Pawan Kumar Chandana is the CEO of Skyroot Aerospace, which is building its own ‘Vikram’ series rockets to make satellite launches affordable. He said, “We expect a true level playing field with government space entities when policies are executed as policies generally tend to be more stringent for private players.”

Manastu Space, which is building satellite propulsion systems, wants clarity in the space policy on ownership of assets in space and their utilisation.

"What are the liabilities and penalties in case a mishap happens," Tushar Jadhav, CEO of Manastu Space, sought to know. His firm aims at building a fuel station for satellites in orbit. He also sought clarity on foreign direct investments in the space sector, using ISRO facilities for space activities and an effective regulatory framework on lines of the Telecom Regulatory Authority of India (TRAI) for the sector.

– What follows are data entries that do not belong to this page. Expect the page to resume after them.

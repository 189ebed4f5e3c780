//! Simulated cache and network sources with latency and failure injection.

use std::sync::Arc;
use std::sync::atomic::{AtomicU64, Ordering};
use std::time::Duration;

use async_trait::async_trait;
use chrono::{DateTime, Utc};
use fetch_domain::{RequestError, SealedResponse};
use fetch_strategies::{StorageFunction, WriteBackFunction};
use rand::Rng;
use serde::{Deserialize, Serialize};
use tokio::runtime::Handle;
use tokio::sync::RwLock;

/// Payload served by the simulated sources.
#[derive(Debug, Clone, PartialEq, Eq, Serialize, Deserialize)]
pub struct Catalog {
    pub revision: u64,
    pub fetched_at: DateTime<Utc>,
    pub entries: Vec<String>,
}

impl Catalog {
    /// Build a catalog of `size` generated entries.
    pub fn generate(revision: u64, size: usize) -> Self {
        Self {
            revision,
            fetched_at: Utc::now(),
            entries: (0..size).map(|i| format!("item-{revision}-{i}")).collect(),
        }
    }
}

// =============================================================================
// SOURCE TRAITS
// =============================================================================

/// A source that can be read.
#[async_trait]
pub trait DataSource<T>: Send + Sync {
    /// Name used in logs
    fn name(&self) -> &'static str;

    async fn fetch(&self) -> SealedResponse<T>;
}

/// A source that can persist a value.
#[async_trait]
pub trait WritableSource<T>: Send + Sync {
    /// Store `value`, reporting `Success(true)` once it is persisted.
    async fn store(&self, value: T) -> SealedResponse<bool>;
}

/// Wrap a readable source as a task-backed [`StorageFunction`].
pub fn storage_function<T, S>(handle: &Handle, source: Arc<S>) -> StorageFunction<T>
where
    T: Send + 'static,
    S: DataSource<T> + ?Sized + 'static,
{
    StorageFunction::spawn(handle.clone(), move || async move {
        tracing::debug!(source = source.name(), "Fetching");
        source.fetch().await
    })
}

/// Wrap a writable source as a task-backed [`WriteBackFunction`].
pub fn write_back_function<T, S>(handle: &Handle, source: Arc<S>) -> WriteBackFunction<T>
where
    T: Send + 'static,
    S: WritableSource<T> + ?Sized + 'static,
{
    WriteBackFunction::spawn(handle.clone(), move |value| async move {
        source.store(value).await
    })
}

// =============================================================================
// FAULT PROFILE
// =============================================================================

/// Latency and failure probability of one simulated operation.
#[derive(Debug, Clone, Copy, PartialEq)]
pub struct FaultProfile {
    pub latency: Duration,
    /// Probability in `0.0..=1.0` that the operation fails
    pub failure_rate: f64,
}

impl FaultProfile {
    pub const fn new(latency: Duration, failure_rate: f64) -> Self {
        Self {
            latency,
            failure_rate,
        }
    }

    /// No latency, never fails
    pub const fn reliable() -> Self {
        Self::new(Duration::ZERO, 0.0)
    }

    /// Wait out the latency, then roll whether the operation fails.
    async fn roll(&self) -> bool {
        if !self.latency.is_zero() {
            tokio::time::sleep(self.latency).await;
        }
        rand::thread_rng().gen_bool(self.probability())
    }

    /// Failure rate clamped to `0.0..=1.0`; NaN never fails
    fn probability(&self) -> f64 {
        if self.failure_rate.is_nan() {
            0.0
        } else {
            self.failure_rate.clamp(0.0, 1.0)
        }
    }
}

impl Default for FaultProfile {
    fn default() -> Self {
        Self::reliable()
    }
}

// =============================================================================
// MEMORY CACHE
// =============================================================================

/// Single-slot in-memory cache.
///
/// Reads of an empty slot fail with [`RequestError::Unknown`], the same way
/// an injected fault does.
#[derive(Debug)]
pub struct MemoryCache {
    slot: RwLock<Option<Catalog>>,
    read: FaultProfile,
    write: FaultProfile,
}

impl MemoryCache {
    pub fn new(read: FaultProfile, write: FaultProfile) -> Self {
        Self {
            slot: RwLock::new(None),
            read,
            write,
        }
    }

    #[must_use]
    pub fn seeded(self, catalog: Catalog) -> Self {
        Self {
            slot: RwLock::new(Some(catalog)),
            ..self
        }
    }

    /// Current contents, bypassing latency and faults
    pub async fn snapshot(&self) -> Option<Catalog> {
        self.slot.read().await.clone()
    }
}

#[async_trait]
impl DataSource<Catalog> for MemoryCache {
    fn name(&self) -> &'static str {
        "cache"
    }

    async fn fetch(&self) -> SealedResponse<Catalog> {
        if self.read.roll().await {
            tracing::debug!("Injected cache read failure");
            return SealedResponse::Error(RequestError::Unknown);
        }

        match self.slot.read().await.clone() {
            Some(catalog) => {
                tracing::debug!(revision = catalog.revision, "Cache hit");
                SealedResponse::Success(catalog)
            }
            None => {
                tracing::debug!("Cache miss");
                SealedResponse::Error(RequestError::Unknown)
            }
        }
    }
}

#[async_trait]
impl WritableSource<Catalog> for MemoryCache {
    async fn store(&self, value: Catalog) -> SealedResponse<bool> {
        if self.write.roll().await {
            tracing::debug!("Injected cache write failure");
            return SealedResponse::Error(RequestError::Unknown);
        }

        let revision = value.revision;
        *self.slot.write().await = Some(value);
        tracing::debug!(revision, "Cache stored");
        SealedResponse::Success(true)
    }
}

// =============================================================================
// NETWORK
// =============================================================================

/// Remote source producing a new catalog revision on every successful fetch.
#[derive(Debug)]
pub struct SimulatedNetwork {
    profile: FaultProfile,
    catalog_size: usize,
    revision: AtomicU64,
}

impl SimulatedNetwork {
    pub const fn new(profile: FaultProfile, catalog_size: usize) -> Self {
        Self {
            profile,
            catalog_size,
            revision: AtomicU64::new(0),
        }
    }

    /// Revision of the most recent successful fetch
    pub fn revision(&self) -> u64 {
        self.revision.load(Ordering::SeqCst)
    }

    fn random_error() -> RequestError {
        let mut rng = rand::thread_rng();
        match rng.gen_range(0..4) {
            0 => RequestError::Unknown,
            1 => RequestError::NoInternet,
            2 => RequestError::Server,
            _ => RequestError::Http {
                code: 503,
                message: "Service Unavailable".to_string(),
            },
        }
    }
}

#[async_trait]
impl DataSource<Catalog> for SimulatedNetwork {
    fn name(&self) -> &'static str {
        "network"
    }

    async fn fetch(&self) -> SealedResponse<Catalog> {
        if self.profile.roll().await {
            let error = Self::random_error();
            tracing::debug!(error = %error, "Injected network failure");
            return SealedResponse::Error(error);
        }

        let revision = self.revision.fetch_add(1, Ordering::SeqCst) + 1;
        SealedResponse::Success(Catalog::generate(revision, self.catalog_size))
    }
}

#[cfg(test)]
mod tests {
    use super::*;
    use fake::{Fake, Faker};

    fn failing() -> FaultProfile {
        FaultProfile::new(Duration::ZERO, 1.0)
    }

    #[test]
    fn test_empty_cache_misses() {
        let cache = MemoryCache::new(FaultProfile::reliable(), FaultProfile::reliable());

        let response = tokio_test::block_on(cache.fetch());
        assert_eq!(response, SealedResponse::Error(RequestError::Unknown));
    }

    #[tokio::test]
    async fn test_store_then_fetch() {
        let cache = MemoryCache::new(FaultProfile::reliable(), FaultProfile::reliable());
        let catalog = Catalog {
            revision: 3,
            fetched_at: Utc::now(),
            entries: vec![Faker.fake::<String>(), Faker.fake::<String>()],
        };

        assert_eq!(cache.store(catalog.clone()).await, SealedResponse::Success(true));
        assert_eq!(cache.fetch().await, SealedResponse::Success(catalog));
    }

    #[tokio::test]
    async fn test_failed_write_keeps_slot() {
        let seed = Catalog::generate(1, 2);
        let cache = MemoryCache::new(FaultProfile::reliable(), failing()).seeded(seed.clone());

        assert!(cache.store(Catalog::generate(2, 2)).await.is_error());
        assert_eq!(cache.snapshot().await, Some(seed));
    }

    #[tokio::test]
    async fn test_network_revisions_increase() {
        let network = SimulatedNetwork::new(FaultProfile::reliable(), 4);

        let first = network.fetch().await.into_data().unwrap();
        let second = network.fetch().await.into_data().unwrap();

        assert_eq!(first.revision, 1);
        assert_eq!(second.revision, 2);
        assert_eq!(second.entries.len(), 4);
        assert_eq!(network.revision(), 2);
    }

    #[tokio::test]
    async fn test_network_failure_has_no_revision() {
        let network = SimulatedNetwork::new(failing(), 4);

        assert!(network.fetch().await.is_error());
        assert_eq!(network.revision(), 0);
    }

    #[tokio::test]
    async fn test_nan_failure_rate_never_fails() {
        let network = SimulatedNetwork::new(FaultProfile::new(Duration::ZERO, f64::NAN), 1);

        assert!(network.fetch().await.is_success());
        assert_eq!(network.revision(), 1);
    }

    #[test]
    fn test_probability_is_clamped() {
        assert!(FaultProfile::new(Duration::ZERO, 7.5).probability() <= 1.0);
        assert!(FaultProfile::new(Duration::ZERO, f64::NEG_INFINITY).probability() >= 0.0);
        assert!(FaultProfile::new(Duration::ZERO, f64::NAN).probability().abs() < f64::EPSILON);
    }

    #[tokio::test]
    async fn test_storage_function_adapter() {
        let network = Arc::new(SimulatedNetwork::new(FaultProfile::reliable(), 1));
        let (tx, rx) = tokio::sync::oneshot::channel();

        storage_function::<Catalog, _>(&Handle::current(), network).execute(move |response| {
            let _ = tx.send(response);
        });

        let catalog = rx.await.unwrap().into_data().unwrap();
        assert_eq!(catalog.entries, vec!["item-1-0".to_string()]);
    }
}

"The processes of Indian National Space Promotion and Authorisation Centre (INSPACe) processes should be transparent, trackable and time-bound," he said, referring to the nodal agency of the Department of Space for allowing space activities and use of its facilities by the non-government private enterprises.

Jadhav also pitched for a level playing field for Indian companies in domestic as well as foreign markets. "Otherwise, if doing business is easier in the US than in India, why will anyone set up business here," he asked.

Skyroot's Chandana also sought help from the government on insurance policies for space activities. "To give more thrust to our space programme, we need to target much more lenient insurance policies where the government can come forward and help out in a bigger way than what is done in other countries," he said.